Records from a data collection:
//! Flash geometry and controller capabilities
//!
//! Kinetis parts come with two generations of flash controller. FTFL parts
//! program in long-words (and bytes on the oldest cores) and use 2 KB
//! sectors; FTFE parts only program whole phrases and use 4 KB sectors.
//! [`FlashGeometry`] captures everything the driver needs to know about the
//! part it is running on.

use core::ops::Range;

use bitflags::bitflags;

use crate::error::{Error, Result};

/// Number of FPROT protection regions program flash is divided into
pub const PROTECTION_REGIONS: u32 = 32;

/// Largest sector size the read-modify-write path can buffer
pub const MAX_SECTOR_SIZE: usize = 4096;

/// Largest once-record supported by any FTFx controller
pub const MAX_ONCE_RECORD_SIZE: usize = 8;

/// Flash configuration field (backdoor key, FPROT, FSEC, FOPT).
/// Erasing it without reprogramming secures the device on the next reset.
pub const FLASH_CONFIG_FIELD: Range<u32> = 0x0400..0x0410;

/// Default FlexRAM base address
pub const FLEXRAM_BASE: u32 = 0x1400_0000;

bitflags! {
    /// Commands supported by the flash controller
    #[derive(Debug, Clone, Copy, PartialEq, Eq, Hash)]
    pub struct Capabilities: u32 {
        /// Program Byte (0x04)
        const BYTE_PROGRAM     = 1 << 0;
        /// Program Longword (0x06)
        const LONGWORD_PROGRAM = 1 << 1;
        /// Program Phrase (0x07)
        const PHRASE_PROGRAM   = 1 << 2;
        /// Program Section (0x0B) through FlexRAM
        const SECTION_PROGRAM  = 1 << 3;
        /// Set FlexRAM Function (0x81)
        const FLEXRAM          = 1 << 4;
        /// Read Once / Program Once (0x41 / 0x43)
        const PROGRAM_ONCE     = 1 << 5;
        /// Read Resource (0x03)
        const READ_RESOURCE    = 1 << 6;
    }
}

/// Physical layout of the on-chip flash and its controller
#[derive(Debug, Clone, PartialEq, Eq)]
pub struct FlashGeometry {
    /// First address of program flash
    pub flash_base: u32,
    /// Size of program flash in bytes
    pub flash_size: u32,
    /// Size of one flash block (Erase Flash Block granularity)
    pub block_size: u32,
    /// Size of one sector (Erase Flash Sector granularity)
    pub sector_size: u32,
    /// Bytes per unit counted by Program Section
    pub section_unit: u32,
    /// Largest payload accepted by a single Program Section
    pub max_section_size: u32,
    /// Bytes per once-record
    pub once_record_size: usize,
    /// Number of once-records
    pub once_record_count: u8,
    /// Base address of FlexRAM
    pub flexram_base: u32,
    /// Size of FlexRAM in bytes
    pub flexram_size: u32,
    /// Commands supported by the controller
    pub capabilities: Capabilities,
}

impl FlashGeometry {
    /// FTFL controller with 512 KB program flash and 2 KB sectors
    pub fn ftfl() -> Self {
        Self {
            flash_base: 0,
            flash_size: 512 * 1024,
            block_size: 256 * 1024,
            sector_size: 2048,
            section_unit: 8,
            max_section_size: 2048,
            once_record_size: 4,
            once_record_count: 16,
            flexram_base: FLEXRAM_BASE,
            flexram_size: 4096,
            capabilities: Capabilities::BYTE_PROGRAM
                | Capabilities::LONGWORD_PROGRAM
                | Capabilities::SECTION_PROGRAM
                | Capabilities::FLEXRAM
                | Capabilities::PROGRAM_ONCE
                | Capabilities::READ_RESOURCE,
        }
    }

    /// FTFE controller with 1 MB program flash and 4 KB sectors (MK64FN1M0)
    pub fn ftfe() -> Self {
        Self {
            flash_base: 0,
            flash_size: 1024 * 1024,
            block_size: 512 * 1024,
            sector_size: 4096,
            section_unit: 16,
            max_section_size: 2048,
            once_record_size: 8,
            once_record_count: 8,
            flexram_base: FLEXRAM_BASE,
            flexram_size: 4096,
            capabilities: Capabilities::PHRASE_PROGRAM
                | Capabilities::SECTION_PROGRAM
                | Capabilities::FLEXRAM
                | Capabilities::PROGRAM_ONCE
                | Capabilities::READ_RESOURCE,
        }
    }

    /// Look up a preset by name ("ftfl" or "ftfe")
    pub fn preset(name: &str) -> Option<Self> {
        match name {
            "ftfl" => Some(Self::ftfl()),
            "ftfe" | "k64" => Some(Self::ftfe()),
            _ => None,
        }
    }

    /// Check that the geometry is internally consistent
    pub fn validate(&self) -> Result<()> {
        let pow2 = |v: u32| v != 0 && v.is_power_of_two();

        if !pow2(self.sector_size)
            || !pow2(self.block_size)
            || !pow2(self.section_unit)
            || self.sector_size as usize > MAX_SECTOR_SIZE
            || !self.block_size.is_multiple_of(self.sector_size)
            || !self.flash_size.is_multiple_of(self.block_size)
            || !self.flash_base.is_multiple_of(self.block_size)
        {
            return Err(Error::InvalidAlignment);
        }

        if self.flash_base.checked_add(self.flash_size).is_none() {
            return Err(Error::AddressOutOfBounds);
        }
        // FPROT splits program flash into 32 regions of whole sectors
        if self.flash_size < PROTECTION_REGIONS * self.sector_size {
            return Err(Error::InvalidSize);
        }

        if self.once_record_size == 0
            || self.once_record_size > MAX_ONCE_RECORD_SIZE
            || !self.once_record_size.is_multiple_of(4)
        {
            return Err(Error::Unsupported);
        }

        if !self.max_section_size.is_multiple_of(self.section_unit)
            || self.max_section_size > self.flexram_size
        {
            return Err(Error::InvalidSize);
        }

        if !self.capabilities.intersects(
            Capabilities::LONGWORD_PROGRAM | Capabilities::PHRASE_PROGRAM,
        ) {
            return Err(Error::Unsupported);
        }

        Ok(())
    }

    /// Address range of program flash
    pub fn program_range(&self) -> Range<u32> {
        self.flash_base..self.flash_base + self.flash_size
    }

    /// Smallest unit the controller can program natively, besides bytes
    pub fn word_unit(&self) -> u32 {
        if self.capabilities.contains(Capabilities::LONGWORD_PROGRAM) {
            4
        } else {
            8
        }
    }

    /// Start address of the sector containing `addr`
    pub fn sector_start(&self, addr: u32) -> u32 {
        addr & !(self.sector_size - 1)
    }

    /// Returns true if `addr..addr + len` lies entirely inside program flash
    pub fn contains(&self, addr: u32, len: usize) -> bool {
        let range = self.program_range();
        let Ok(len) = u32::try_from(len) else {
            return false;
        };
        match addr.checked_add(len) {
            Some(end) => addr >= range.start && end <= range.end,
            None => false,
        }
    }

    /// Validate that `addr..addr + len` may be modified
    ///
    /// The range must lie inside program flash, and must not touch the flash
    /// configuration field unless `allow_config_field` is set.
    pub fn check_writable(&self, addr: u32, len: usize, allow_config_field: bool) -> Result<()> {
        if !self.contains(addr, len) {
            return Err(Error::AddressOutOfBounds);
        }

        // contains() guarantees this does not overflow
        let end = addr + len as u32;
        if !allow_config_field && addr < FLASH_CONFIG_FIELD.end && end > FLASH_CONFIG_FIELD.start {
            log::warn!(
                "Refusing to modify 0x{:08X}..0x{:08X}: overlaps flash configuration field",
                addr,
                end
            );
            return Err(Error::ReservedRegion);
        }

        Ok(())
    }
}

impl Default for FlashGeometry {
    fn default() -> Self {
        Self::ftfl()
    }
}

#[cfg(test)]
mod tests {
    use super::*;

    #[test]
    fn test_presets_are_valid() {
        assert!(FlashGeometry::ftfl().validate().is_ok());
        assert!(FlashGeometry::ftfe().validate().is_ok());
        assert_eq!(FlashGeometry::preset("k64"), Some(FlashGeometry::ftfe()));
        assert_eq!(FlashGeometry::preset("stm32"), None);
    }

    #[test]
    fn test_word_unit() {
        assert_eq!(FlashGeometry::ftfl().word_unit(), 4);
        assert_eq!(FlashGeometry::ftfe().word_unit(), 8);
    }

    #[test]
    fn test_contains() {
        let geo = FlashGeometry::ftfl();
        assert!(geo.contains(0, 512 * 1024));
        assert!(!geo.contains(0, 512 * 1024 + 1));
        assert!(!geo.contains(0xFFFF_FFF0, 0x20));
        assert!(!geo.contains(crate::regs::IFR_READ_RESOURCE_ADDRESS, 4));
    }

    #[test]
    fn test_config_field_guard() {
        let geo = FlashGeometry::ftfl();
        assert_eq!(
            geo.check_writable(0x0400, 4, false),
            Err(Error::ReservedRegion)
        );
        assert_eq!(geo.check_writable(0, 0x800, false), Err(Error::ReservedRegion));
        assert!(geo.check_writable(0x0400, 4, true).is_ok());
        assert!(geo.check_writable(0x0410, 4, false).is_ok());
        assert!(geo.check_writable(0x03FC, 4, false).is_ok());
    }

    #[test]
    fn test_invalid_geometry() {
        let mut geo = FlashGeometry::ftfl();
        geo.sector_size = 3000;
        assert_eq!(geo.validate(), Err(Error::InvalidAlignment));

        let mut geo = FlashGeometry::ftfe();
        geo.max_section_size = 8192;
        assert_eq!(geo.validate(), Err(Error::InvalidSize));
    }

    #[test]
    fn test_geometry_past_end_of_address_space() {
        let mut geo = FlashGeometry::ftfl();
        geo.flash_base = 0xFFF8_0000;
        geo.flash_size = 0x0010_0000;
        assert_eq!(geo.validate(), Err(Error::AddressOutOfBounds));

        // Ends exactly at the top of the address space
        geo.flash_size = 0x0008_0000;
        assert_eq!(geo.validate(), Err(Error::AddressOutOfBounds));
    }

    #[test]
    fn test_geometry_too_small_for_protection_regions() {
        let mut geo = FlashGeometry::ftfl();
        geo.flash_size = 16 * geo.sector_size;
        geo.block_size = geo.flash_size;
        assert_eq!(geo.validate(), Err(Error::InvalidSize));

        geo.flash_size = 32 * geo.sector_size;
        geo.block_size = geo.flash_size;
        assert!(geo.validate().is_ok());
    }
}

#### Instructions to follow:
Your job is to print exactly the lines that run from the top of the entries through the line with "Program Longword (0x06)", and no others.

#### Result of the task:
//! Flash geometry and controller capabilities
//!
//! Kinetis parts come with two generations of flash controller. FTFL parts
//! program in long-words (and bytes on the oldest cores) and use 2 KB
//! sectors; FTFE parts only program whole phrases and use 4 KB sectors.
//! [`FlashGeometry`] captures everything the driver needs to know about the
//! part it is running on.

use core::ops::Range;

use bitflags::bitflags;

use crate::error::{Error, Result};

/// Number of FPROT protection regions program flash is divided into
pub const PROTECTION_REGIONS: u32 = 32;

/// Largest sector size the read-modify-write path can buffer
pub const MAX_SECTOR_SIZE: usize = 4096;

/// Largest once-record supported by any FTFx controller
pub const MAX_ONCE_RECORD_SIZE: usize = 8;

/// Flash configuration field (backdoor key, FPROT, FSEC, FOPT).
/// Erasing it without reprogramming secures the device on the next reset.
pub const FLASH_CONFIG_FIELD: Range<u32> = 0x0400..0x0410;

/// Default FlexRAM base address
pub const FLEXRAM_BASE: u32 = 0x1400_0000;

bitflags! {
    /// Commands supported by the flash controller
    #[derive(Debug, Clone, Copy, PartialEq, Eq, Hash)]
    pub struct Capabilities: u32 {
        /// Program Byte (0x04)
        const BYTE_PROGRAM     = 1 << 0;
        /// Program Longword (0x06)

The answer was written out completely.